Posted by Aaron in : Work , trackback

Bit of warning, this is a bit of a nerdy post.

So I’m poking around the guts of the Microsoft .NET framework 2.0 trying to implement unusual behavior for a check box. One visit to the documentation lands me at a page titled “RegisterExpandoAttribute”. “Expando?” I ask “what the heck is that? spanglish?” The page replies:

Registers a name/value pair as a custom (expando) attribute of the specified control.There it is again, and I’m no closer to knowing what expando means, so I hit google. No one seems to have a definition for it but finally I run across a Mozilla page talking about an odd javascript behavior that they have decided not to support (it isn’t part of the standard, but IE allows it):

Microsoft has an expando attribute that one can put on a class to allow instances to hold ad-hoc properties.Ok, ad-hoc properties, I guess I can search for that now, not exactly a definition, but at least it’ll lead me closer to one. I search more and discover an article about c# talking about ad-hoc property objects aka PropertyBags more commonly seen in asp.net code as ViewState.

So now I’ve got my definition sorta, expando attributes are ones that aren’t perhaps there by base definition, but can be added and referenced by name at run-time. Sadly my question remains and it is only the tone that changes… Expando? You know there is this word, Expand, that I can tell they are familiar with, and it has this other form where it is lengthened to Expansion. I think that’d be pretty ideal for this case.

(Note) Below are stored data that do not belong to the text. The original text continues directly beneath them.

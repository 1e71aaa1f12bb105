//! Logging and observability
//!
//! Structured logging through `tracing`, with JSON file output and a set of
//! macros that keep field names consistent across the send and receive paths.
//!
//! # Example
//!
//! ```no_run
//! use archivelink::logging::init_logging;
//! use archivelink::config::LoggingConfig;
//!
//! let config = LoggingConfig::default();
//! let _guard = init_logging("info", &config).expect("Failed to initialize logging");
//!
//! tracing::info!(instance_id = "501337/a4f1c8a4-2d6b-4e0b-8d4b-2b1f2a6f0c11", "Archive record sent");
//! ```

pub mod structured;

pub use structured::{init_logging, LoggingGuard};

/// Log an outbound archive message
///
/// ```no_run
/// use archivelink::log_message_sent;
///
/// let message_id = uuid::Uuid::new_v4();
/// log_message_sent!(message_id, "no.ks.fiks.arkiv.v1.arkivering.arkivmelding.opprett", "501337/a4f1c8a4-2d6b-4e0b-8d4b-2b1f2a6f0c11");
/// ```
#[macro_export]
macro_rules! log_message_sent {
    ($message_id:expr, $message_type:expr, $instance_id:expr) => {
        tracing::info!(
            message_id = %$message_id,
            message_type = %$message_type,
            instance_id = %$instance_id,
            "Archive message sent"
        );
    };
}

/// Log an inbound archive message
#[macro_export]
macro_rules! log_message_received {
    ($message_id:expr, $message_type:expr, $in_reply_to:expr) => {
        tracing::info!(
            message_id = %$message_id,
            message_type = %$message_type,
            in_reply_to = ?$in_reply_to,
            "Received archive message"
        );
    };
}

/// Log an error with context
///
/// ```no_run
/// use archivelink::log_error_with_context;
/// use archivelink::domain::ArchiveError;
///
/// let error = ArchiveError::Configuration("recipient missing".to_string());
/// log_error_with_context!(&error, "Failed to validate configuration");
/// ```
#[macro_export]
macro_rules! log_error_with_context {
    ($error:expr, $context:expr) => {
        tracing::error!(
            error = %$error,
            context = $context,
            "Error occurred"
        );
    };
}
//! Archive receipts and error reports
//!
//! The archive service answers with XML documents in its own schema. They are
//! read into wire structs and mapped onto [`ArchiveReceipt`] and
//! [`ArchiveErrorReport`], which are what the rest of the crate sees. The
//! receipt is persisted on the instance as JSON.

use serde::{Deserialize, Serialize};

/// Identifiers the archive assigned to the stored records
#[derive(Debug, Clone, Default, PartialEq, Serialize, Deserialize)]
#[serde(rename_all = "camelCase")]
pub struct ArchiveReceipt {
    #[serde(skip_serializing_if = "Option::is_none")]
    pub case_file: Option<CaseFileReceipt>,

    #[serde(skip_serializing_if = "Option::is_none")]
    pub journal_entry: Option<JournalEntryReceipt>,

    /// Case file could not be created
    #[serde(skip)]
    pub case_file_error: Option<String>,

    /// Journal entry could not be registered
    #[serde(skip)]
    pub journal_entry_error: Option<String>,
}

impl ArchiveReceipt {
    /// Parses a receipt document
    pub fn from_xml(xml: &str) -> Result<Self, quick_xml::de::DeError> {
        let wire: wire::Receipt = quick_xml::de::from_str(xml)?;
        Ok(wire.into())
    }

    /// A receipt can report partial failure for either record
    pub fn has_sub_error(&self) -> bool {
        self.case_file_error.is_some() || self.journal_entry_error.is_some()
    }
}

#[derive(Debug, Clone, Default, PartialEq, Eq, Serialize, Deserialize)]
#[serde(rename_all = "camelCase")]
pub struct SystemId {
    pub id: Option<String>,
    pub label: Option<String>,
}

#[derive(Debug, Clone, Default, PartialEq, Serialize, Deserialize)]
#[serde(rename_all = "camelCase")]
pub struct CaseFileReceipt {
    pub system_id: SystemId,
    pub folder_id: Option<String>,
    pub created_date: Option<String>,
    pub case_year: Option<i32>,
    pub case_date: Option<String>,
    pub case_sequence_number: Option<i64>,
    pub created_by: Option<String>,
}

#[derive(Debug, Clone, Default, PartialEq, Eq, Serialize, Deserialize)]
#[serde(rename_all = "camelCase")]
pub struct CodedValue {
    pub code: String,
    pub description: Option<String>,
}

#[derive(Debug, Clone, Default, PartialEq, Serialize, Deserialize)]
#[serde(rename_all = "camelCase")]
pub struct JournalEntryReceipt {
    pub system_id: SystemId,
    pub registration_id: Option<String>,
    pub created_date: Option<String>,
    pub journal_year: Option<i32>,
    pub journal_date: Option<String>,
    pub journal_entry_number: Option<i64>,
    pub journal_sequence_number: Option<i64>,
    pub journal_entry_type: Option<CodedValue>,
    pub journal_status: Option<CodedValue>,
    pub created_by: Option<String>,
}

/// Error report sent instead of a receipt
#[derive(Debug, Clone, Default, PartialEq, Eq, Serialize, Deserialize)]
#[serde(rename_all = "camelCase")]
pub struct ArchiveErrorReport {
    pub error_id: Option<String>,
    pub message: Option<String>,
    pub reference_message_id: Option<String>,
    pub correlation_id: Option<String>,
}

impl ArchiveErrorReport {
    pub fn from_xml(xml: &str) -> Result<Self, quick_xml::de::DeError> {
        let wire: wire::ErrorReport = quick_xml::de::from_str(xml)?;
        Ok(Self {
            error_id: wire.error_id,
            message: wire.message,
            reference_message_id: wire.reference_message_id,
            correlation_id: wire.correlation_id,
        })
    }
}

mod wire {
    use serde::Deserialize;

    #[derive(Debug, Deserialize)]
    pub struct Receipt {
        #[serde(rename = "mappeKvittering", default)]
        pub case_file: Option<CaseFile>,
        #[serde(rename = "registreringKvittering", default)]
        pub journal_entry: Option<JournalEntry>,
        #[serde(rename = "mappeFeilet", default)]
        pub case_file_failed: Option<Failure>,
        #[serde(rename = "registreringFeilet", default)]
        pub journal_entry_failed: Option<Failure>,
    }

    #[derive(Debug, Deserialize)]
    pub struct SystemId {
        #[serde(rename = "@label", default)]
        pub label: Option<String>,
        #[serde(rename = "$text", default)]
        pub value: Option<String>,
    }

    #[derive(Debug, Deserialize)]
    pub struct CaseFile {
        #[serde(rename = "systemID", default)]
        pub system_id: Option<SystemId>,
        #[serde(rename = "mappeID", default)]
        pub folder_id: Option<String>,
        #[serde(rename = "opprettetDato", default)]
        pub created_date: Option<String>,
        #[serde(rename = "opprettetAv", default)]
        pub created_by: Option<String>,
        #[serde(rename = "saksaar", default)]
        pub case_year: Option<i32>,
        #[serde(rename = "sakssekvensnummer", default)]
        pub case_sequence_number: Option<i64>,
        #[serde(rename = "saksdato", default)]
        pub case_date: Option<String>,
    }

    #[derive(Debug, Deserialize)]
    pub struct Coded {
        #[serde(rename = "kode")]
        pub code: String,
        #[serde(rename = "beskrivelse", default)]
        pub description: Option<String>,
    }

    #[derive(Debug, Deserialize)]
    pub struct JournalEntry {
        #[serde(rename = "systemID", default)]
        pub system_id: Option<SystemId>,
        #[serde(rename = "registreringsID", default)]
        pub registration_id: Option<String>,
        #[serde(rename = "opprettetDato", default)]
        pub created_date: Option<String>,
        #[serde(rename = "opprettetAv", default)]
        pub created_by: Option<String>,
        #[serde(rename = "journalaar", default)]
        pub journal_year: Option<i32>,
        #[serde(rename = "journalsekvensnummer", default)]
        pub journal_sequence_number: Option<i64>,
        #[serde(rename = "journalpostnummer", default)]
        pub journal_entry_number: Option<i64>,
        #[serde(rename = "journalposttype", default)]
        pub journal_entry_type: Option<Coded>,
        #[serde(rename = "journalstatus", default)]
        pub journal_status: Option<Coded>,
        #[serde(rename = "journaldato", default)]
        pub journal_date: Option<String>,
    }

    #[derive(Debug, Deserialize)]
    pub struct Failure {
        #[serde(rename = "feilmelding", default)]
        pub message: Option<String>,
    }

    #[derive(Debug, Deserialize)]
    pub struct ErrorReport {
        #[serde(rename = "feilId", default)]
        pub error_id: Option<String>,
        #[serde(rename = "feilmelding", default)]
        pub message: Option<String>,
        #[serde(rename = "referanseMeldingId", default)]
        pub reference_message_id: Option<String>,
        #[serde(rename = "korrelasjonId", default)]
        pub correlation_id: Option<String>,
    }

    impl From<SystemId> for super::SystemId {
        fn from(value: SystemId) -> Self {
            Self {
                id: value.value.map(|v| v.trim().to_string()),
                label: value.label,
            }
        }
    }

    impl From<Coded> for super::CodedValue {
        fn from(value: Coded) -> Self {
            Self {
                code: value.code,
                description: value.description,
            }
        }
    }

    fn failure_text(failure: Failure) -> String {
        failure
            .message
            .filter(|m| !m.trim().is_empty())
            .unwrap_or_else(|| "no error description".to_string())
    }

    impl From<Receipt> for super::ArchiveReceipt {
        fn from(value: Receipt) -> Self {
            Self {
                case_file: value.case_file.map(|c| super::CaseFileReceipt {
                    system_id: c.system_id.map(Into::into).unwrap_or_default(),
                    folder_id: c.folder_id,
                    created_date: c.created_date,
                    case_year: c.case_year,
                    case_date: c.case_date,
                    case_sequence_number: c.case_sequence_number,
                    created_by: c.created_by,
                }),
                journal_entry: value.journal_entry.map(|j| super::JournalEntryReceipt {
                    system_id: j.system_id.map(Into::into).unwrap_or_default(),
                    registration_id: j.registration_id,
                    created_date: j.created_date,
                    journal_year: j.journal_year,
                    journal_date: j.journal_date,
                    journal_entry_number: j.journal_entry_number,
                    journal_sequence_number: j.journal_sequence_number,
                    journal_entry_type: j.journal_entry_type.map(Into::into),
                    journal_status: j.journal_status.map(Into::into),
                    created_by: j.created_by,
                }),
                case_file_error: value.case_file_failed.map(failure_text),
                journal_entry_error: value.journal_entry_failed.map(failure_text),
            }
        }
    }
}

Update: Before I actually finished this post I stopped and wondered if Expando was actually spanish and not just some crazy american slapping an “o” on expand. Turns out that I am the crazy american, and expando does mean “I expand” in spanish. So I guess RegisterExpandoAttribute while it is still spanglish as a whole, isn’t as crazy. Though would it have really hurt their documentation people to do a better job of explaining what an expando attribute really means to the system as a whole?

Comments»

1. hmmm - 02/25/2006

Guess that bit of Spanish you paid attention to sort of paid off. Thank goodness for having to learn a second language. (Latin excluded at present) Tee Hee

2. Aaron - 02/25/2006

Paid off? I typed expando into google’s translator. The only spanish I remember is for “Thank you” “your welcome”, “yes” and “no”, and “no more”. I only remember that much because of the trip to mexico. Specificly the last phrase I learned to deal with children. oh and “In the name of jesus, get back” which I learned from one of the children (funny story, perhaps I should tell it sometime).

3. hmmm - 02/26/2006

That would be why I said “sort of”.

4. Chuck Snyder - 03/06/2006

Google “building asp.net 2.0 web sites using web standards”. Included in the article is some info on Expando. interesting article. I learned a lot from it. (not an expert, but get paid for doing it).

How’s the trip to Venzuela comming along.